### EXERCISE INSTRUCTIONS
All lines from the first line of the material up to and including the line with "extensions by SessionManagerLayer" must be copied exactly, and no others.

### EXTRACTED ENTRIES
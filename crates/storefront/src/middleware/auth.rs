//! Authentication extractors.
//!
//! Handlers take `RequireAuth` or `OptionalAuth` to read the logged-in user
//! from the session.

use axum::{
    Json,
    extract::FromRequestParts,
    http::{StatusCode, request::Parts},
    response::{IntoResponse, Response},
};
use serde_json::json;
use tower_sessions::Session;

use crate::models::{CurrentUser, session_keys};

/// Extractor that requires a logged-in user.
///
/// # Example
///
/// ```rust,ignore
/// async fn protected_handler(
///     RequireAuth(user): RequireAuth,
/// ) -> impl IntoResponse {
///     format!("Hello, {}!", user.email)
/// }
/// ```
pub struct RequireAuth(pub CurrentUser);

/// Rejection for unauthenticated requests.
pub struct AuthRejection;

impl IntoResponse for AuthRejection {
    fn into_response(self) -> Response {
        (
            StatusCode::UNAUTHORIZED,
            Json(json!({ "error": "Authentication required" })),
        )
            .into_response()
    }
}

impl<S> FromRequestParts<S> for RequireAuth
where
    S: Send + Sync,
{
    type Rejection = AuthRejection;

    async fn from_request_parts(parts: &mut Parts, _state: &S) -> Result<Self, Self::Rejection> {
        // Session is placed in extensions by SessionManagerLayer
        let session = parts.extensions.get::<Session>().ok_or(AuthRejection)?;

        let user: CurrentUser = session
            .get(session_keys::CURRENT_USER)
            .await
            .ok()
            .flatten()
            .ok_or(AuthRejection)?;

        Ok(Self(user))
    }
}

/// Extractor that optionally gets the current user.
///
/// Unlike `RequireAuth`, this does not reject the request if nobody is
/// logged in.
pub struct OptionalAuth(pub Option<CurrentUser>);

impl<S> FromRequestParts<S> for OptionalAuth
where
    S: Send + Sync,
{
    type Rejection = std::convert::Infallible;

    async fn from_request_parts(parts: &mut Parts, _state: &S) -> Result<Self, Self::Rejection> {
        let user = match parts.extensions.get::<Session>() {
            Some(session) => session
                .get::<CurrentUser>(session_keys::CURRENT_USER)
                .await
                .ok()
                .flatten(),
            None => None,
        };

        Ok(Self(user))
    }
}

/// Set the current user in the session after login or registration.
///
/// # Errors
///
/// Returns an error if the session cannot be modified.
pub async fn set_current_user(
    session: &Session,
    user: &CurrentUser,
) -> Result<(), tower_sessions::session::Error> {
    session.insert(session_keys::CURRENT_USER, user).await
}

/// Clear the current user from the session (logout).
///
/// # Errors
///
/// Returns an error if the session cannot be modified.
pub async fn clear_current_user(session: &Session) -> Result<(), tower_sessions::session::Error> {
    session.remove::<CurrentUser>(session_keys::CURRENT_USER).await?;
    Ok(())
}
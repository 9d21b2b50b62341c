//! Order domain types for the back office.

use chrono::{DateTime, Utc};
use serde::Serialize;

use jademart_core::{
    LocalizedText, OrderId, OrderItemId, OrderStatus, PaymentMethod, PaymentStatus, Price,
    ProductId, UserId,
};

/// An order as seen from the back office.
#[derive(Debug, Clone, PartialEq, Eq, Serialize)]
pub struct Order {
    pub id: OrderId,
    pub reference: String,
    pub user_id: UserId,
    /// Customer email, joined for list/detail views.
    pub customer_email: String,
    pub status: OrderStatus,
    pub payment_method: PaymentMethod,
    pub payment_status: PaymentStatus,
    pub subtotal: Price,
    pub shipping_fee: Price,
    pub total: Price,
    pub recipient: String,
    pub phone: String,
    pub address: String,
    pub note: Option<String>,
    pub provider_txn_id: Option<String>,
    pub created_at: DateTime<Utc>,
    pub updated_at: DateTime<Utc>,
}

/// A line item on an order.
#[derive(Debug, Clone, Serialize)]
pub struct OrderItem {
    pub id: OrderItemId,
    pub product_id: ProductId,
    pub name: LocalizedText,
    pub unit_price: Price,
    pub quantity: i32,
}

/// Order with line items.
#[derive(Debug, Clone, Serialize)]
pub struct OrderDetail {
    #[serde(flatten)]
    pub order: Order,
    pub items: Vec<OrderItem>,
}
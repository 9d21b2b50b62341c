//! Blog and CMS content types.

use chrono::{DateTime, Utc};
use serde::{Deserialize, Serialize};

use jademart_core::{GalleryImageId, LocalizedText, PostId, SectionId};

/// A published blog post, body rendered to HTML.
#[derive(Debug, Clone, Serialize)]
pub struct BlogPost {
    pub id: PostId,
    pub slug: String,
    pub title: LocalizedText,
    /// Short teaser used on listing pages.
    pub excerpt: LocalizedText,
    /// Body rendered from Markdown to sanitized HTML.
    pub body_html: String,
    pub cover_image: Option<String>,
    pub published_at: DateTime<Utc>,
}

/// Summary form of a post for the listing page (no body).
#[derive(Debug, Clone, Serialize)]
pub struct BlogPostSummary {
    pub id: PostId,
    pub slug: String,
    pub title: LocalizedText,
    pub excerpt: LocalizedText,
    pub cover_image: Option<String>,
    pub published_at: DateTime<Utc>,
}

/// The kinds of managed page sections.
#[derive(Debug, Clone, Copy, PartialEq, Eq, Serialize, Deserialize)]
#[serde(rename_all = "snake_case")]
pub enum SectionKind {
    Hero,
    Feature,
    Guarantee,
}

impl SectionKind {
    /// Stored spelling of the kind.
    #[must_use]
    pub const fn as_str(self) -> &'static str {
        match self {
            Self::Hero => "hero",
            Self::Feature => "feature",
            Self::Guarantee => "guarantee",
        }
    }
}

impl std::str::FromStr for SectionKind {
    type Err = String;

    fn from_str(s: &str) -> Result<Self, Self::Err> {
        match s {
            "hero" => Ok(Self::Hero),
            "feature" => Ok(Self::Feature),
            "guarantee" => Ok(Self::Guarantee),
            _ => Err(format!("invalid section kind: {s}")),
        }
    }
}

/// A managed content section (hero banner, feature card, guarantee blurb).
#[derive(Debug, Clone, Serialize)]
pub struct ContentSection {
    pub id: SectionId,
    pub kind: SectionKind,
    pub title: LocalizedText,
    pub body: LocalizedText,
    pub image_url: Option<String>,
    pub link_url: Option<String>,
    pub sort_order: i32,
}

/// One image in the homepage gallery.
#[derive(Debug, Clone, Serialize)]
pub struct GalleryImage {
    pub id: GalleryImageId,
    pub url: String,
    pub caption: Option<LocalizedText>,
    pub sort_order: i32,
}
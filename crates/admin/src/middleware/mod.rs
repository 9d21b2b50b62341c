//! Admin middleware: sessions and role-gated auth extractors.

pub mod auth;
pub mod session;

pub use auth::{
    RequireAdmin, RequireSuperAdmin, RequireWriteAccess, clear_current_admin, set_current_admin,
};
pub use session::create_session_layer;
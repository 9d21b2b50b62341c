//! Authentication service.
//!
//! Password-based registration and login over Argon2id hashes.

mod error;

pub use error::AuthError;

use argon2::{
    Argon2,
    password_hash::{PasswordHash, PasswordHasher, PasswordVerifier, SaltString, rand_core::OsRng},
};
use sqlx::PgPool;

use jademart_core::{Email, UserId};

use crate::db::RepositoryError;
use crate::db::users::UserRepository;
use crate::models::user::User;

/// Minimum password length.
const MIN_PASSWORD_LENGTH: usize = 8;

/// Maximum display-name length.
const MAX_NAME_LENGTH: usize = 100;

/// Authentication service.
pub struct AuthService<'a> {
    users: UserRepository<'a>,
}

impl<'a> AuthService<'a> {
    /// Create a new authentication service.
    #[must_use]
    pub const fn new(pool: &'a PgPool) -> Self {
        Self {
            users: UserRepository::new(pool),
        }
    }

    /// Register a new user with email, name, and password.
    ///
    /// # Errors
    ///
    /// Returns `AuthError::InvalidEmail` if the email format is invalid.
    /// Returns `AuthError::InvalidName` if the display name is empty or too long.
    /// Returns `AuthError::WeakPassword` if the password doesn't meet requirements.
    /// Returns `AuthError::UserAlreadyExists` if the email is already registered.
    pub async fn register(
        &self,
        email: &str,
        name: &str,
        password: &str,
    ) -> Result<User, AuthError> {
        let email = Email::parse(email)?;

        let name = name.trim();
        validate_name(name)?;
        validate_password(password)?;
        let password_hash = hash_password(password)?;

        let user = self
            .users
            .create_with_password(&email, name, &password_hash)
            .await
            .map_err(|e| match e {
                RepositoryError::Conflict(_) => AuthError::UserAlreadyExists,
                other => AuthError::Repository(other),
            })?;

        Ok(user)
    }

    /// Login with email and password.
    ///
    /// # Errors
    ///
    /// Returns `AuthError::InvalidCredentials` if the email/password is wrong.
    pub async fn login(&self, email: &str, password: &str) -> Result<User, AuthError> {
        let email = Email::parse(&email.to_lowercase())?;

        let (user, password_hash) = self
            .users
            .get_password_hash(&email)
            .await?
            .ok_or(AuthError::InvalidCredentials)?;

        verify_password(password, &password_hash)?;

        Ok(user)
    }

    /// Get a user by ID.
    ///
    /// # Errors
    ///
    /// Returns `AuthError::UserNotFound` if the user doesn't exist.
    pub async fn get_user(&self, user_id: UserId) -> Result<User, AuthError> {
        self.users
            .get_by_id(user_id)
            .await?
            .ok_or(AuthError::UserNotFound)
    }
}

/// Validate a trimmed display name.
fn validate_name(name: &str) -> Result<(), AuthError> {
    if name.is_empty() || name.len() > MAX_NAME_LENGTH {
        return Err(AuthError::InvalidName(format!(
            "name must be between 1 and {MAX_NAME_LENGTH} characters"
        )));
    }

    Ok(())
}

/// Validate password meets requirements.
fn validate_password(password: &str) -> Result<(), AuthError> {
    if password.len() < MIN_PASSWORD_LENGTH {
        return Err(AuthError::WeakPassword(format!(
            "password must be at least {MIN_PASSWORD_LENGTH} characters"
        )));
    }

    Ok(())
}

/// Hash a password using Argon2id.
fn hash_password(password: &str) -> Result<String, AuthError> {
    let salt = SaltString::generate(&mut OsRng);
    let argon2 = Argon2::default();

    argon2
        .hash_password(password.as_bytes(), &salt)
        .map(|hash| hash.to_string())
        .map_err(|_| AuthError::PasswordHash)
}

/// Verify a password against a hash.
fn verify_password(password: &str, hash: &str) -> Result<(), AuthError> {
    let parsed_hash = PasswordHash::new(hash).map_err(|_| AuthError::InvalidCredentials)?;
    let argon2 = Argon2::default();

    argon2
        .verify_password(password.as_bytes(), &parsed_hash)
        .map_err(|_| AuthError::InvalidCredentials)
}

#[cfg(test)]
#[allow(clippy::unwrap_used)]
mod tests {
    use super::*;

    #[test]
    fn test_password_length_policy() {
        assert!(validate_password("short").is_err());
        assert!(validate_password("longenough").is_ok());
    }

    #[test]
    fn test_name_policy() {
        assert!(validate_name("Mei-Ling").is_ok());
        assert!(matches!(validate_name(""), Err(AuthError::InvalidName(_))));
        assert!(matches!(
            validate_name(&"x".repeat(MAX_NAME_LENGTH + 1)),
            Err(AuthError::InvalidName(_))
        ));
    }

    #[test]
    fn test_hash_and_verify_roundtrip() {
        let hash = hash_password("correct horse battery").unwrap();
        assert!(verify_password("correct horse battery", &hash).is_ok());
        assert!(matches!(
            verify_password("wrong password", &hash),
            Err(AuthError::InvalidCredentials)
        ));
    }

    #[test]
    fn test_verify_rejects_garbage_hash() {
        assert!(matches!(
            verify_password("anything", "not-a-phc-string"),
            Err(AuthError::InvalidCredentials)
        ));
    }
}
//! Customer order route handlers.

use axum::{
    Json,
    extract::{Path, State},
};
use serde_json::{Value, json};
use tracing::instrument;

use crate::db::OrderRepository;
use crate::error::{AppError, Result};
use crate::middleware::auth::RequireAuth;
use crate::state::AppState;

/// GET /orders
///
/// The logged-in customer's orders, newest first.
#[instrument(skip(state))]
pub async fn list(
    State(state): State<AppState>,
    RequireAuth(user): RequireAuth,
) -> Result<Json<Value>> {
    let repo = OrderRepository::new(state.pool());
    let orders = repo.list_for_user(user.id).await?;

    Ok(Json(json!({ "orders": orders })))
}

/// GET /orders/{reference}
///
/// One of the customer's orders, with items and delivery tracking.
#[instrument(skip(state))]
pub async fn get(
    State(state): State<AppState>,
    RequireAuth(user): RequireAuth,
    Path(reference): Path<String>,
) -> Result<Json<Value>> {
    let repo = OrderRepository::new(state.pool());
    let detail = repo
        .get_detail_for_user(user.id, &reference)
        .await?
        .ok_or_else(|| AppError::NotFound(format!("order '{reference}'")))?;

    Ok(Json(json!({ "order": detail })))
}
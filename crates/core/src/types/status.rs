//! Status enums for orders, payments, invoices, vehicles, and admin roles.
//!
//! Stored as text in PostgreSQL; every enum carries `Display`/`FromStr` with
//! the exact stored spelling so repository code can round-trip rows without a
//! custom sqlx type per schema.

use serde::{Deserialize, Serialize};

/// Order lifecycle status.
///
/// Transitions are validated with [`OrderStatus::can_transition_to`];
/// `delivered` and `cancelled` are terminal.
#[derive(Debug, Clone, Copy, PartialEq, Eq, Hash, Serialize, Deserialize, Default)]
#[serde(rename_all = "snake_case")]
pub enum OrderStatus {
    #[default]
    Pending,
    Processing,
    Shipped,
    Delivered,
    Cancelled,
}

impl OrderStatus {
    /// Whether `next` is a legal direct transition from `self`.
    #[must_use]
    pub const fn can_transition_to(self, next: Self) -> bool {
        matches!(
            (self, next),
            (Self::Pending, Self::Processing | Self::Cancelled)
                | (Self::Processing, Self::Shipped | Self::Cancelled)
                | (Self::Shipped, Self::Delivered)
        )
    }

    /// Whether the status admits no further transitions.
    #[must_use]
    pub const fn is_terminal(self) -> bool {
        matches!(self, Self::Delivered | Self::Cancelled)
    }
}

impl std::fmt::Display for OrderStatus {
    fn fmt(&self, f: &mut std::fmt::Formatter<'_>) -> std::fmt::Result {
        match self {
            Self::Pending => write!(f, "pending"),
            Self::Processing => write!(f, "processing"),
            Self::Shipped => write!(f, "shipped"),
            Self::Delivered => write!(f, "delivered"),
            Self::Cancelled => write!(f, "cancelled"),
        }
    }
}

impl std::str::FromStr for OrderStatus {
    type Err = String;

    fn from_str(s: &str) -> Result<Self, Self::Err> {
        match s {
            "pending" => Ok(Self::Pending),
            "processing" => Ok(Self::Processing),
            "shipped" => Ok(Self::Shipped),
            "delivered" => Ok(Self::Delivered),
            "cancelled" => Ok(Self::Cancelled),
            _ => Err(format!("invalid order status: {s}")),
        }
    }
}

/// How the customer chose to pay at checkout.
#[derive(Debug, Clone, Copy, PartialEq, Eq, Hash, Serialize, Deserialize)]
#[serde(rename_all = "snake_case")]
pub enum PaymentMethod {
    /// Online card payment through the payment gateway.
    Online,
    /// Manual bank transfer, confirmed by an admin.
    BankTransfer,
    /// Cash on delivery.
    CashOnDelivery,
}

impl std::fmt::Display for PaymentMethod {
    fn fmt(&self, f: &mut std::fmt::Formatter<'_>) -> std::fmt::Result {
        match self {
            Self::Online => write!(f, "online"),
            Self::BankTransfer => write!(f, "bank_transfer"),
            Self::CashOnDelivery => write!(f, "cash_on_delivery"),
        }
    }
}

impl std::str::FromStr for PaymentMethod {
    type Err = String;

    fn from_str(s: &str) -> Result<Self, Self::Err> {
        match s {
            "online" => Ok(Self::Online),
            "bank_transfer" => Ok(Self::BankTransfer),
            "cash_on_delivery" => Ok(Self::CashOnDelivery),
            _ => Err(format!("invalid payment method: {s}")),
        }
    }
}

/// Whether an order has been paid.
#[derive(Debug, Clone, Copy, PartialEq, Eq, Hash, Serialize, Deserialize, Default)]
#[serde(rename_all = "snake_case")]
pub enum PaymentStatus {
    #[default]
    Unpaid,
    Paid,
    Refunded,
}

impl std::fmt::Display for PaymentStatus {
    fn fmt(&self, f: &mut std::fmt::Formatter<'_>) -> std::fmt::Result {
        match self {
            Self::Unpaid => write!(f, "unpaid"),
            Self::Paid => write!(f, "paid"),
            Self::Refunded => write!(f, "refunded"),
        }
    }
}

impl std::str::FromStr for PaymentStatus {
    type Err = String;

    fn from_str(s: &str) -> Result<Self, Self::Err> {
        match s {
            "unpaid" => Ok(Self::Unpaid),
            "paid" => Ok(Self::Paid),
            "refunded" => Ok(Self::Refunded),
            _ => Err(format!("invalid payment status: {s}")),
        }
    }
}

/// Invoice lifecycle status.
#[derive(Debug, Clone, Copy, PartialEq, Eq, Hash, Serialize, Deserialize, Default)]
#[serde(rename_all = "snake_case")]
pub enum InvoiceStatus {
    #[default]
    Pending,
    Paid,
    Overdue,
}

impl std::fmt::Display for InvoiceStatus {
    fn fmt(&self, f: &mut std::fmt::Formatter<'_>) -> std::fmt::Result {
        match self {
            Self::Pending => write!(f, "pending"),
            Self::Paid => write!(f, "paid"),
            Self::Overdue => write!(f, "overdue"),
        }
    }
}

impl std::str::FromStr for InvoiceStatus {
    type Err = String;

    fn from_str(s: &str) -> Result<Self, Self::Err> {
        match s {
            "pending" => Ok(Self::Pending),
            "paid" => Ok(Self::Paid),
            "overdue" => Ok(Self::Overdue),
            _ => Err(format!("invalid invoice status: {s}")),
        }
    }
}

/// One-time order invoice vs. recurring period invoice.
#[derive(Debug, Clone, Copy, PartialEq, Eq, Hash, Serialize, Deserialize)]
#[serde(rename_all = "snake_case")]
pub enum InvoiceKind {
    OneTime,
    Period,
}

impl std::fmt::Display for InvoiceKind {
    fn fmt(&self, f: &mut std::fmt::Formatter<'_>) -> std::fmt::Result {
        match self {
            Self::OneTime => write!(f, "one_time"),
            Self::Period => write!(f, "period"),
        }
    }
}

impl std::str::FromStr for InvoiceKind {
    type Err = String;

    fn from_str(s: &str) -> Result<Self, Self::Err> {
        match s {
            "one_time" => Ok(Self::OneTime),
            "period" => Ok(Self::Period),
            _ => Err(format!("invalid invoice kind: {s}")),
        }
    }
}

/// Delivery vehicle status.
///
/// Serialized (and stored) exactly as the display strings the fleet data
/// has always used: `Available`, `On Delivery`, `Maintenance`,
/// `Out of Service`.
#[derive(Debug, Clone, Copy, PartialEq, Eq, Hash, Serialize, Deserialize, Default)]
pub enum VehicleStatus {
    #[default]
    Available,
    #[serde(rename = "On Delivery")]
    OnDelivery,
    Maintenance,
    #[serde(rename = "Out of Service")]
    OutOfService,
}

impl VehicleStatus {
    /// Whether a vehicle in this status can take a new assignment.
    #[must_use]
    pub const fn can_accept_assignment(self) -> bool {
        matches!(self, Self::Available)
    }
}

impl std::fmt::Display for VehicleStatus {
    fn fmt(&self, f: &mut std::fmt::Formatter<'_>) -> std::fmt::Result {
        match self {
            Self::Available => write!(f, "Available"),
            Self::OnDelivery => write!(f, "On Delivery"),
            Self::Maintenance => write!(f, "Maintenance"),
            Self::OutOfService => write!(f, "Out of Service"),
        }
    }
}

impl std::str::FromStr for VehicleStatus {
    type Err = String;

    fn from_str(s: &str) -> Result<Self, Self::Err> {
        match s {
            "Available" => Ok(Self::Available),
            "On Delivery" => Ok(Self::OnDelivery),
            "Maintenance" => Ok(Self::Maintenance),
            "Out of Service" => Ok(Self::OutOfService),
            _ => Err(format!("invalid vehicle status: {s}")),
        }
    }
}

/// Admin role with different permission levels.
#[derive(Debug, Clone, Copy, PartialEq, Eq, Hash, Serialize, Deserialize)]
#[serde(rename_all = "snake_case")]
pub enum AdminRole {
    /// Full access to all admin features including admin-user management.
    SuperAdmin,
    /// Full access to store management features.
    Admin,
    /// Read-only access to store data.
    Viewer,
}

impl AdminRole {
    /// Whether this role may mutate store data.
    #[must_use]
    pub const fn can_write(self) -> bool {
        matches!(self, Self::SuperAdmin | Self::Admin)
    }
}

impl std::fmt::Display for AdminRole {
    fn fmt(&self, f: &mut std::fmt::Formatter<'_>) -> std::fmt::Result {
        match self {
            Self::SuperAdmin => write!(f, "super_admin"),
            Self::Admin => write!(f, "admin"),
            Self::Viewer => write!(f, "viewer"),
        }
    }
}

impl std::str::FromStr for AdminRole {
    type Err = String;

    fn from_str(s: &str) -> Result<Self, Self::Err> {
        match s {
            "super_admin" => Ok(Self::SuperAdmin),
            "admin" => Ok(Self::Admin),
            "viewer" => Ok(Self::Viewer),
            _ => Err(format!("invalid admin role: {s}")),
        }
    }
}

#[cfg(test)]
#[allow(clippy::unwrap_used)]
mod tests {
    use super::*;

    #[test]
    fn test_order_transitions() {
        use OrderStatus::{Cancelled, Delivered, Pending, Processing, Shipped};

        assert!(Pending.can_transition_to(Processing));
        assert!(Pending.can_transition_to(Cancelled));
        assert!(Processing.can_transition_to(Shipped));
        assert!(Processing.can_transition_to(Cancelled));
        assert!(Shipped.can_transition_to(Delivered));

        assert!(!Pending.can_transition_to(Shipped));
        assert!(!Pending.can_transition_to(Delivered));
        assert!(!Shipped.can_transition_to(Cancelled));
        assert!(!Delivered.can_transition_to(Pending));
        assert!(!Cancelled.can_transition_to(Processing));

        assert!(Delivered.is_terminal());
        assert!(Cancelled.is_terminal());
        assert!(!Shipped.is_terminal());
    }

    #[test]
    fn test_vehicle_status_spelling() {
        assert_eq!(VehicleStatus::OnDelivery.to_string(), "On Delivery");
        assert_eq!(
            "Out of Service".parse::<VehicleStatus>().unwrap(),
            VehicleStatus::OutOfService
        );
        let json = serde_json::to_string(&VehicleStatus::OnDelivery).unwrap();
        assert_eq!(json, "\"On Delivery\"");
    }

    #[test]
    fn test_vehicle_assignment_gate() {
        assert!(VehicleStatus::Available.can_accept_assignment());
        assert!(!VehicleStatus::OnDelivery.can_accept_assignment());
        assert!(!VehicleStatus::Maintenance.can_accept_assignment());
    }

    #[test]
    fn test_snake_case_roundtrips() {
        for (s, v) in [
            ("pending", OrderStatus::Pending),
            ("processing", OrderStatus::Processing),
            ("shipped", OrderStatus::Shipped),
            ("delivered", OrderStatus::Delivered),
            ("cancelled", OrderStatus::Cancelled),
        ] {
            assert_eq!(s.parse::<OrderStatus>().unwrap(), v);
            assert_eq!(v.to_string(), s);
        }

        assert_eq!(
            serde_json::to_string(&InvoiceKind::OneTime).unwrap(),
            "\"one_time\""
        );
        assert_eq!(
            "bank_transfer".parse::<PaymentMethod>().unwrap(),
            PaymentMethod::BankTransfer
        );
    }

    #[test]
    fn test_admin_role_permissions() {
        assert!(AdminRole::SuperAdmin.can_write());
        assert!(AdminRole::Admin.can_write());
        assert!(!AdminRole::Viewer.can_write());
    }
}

### TASK SOLUTION
filename crates/storefront/src/middleware/auth.rs
//! Authentication extractors.
//!
//! Handlers take `RequireAuth` or `OptionalAuth` to read the logged-in user
//! from the session.

use axum::{
    Json,
    extract::FromRequestParts,
    http::{StatusCode, request::Parts},
    response::{IntoResponse, Response},
};
use serde_json::json;
use tower_sessions::Session;

use crate::models::{CurrentUser, session_keys};

/// Extractor that requires a logged-in user.
///
/// # Example
///
/// ```rust,ignore
/// async fn protected_handler(
///     RequireAuth(user): RequireAuth,
/// ) -> impl IntoResponse {
///     format!("Hello, {}!", user.email)
/// }
/// ```
pub struct RequireAuth(pub CurrentUser);

/// Rejection for unauthenticated requests.
pub struct AuthRejection;

impl IntoResponse for AuthRejection {
    fn into_response(self) -> Response {
        (
            StatusCode::UNAUTHORIZED,
            Json(json!({ "error": "Authentication required" })),
        )
            .into_response()
    }
}

impl<S> FromRequestParts<S> for RequireAuth
where
    S: Send + Sync,
{
    type Rejection = AuthRejection;

    async fn from_request_parts(parts: &mut Parts, _state: &S) -> Result<Self, Self::Rejection> {
        // Session is placed in extensions by SessionManagerLayer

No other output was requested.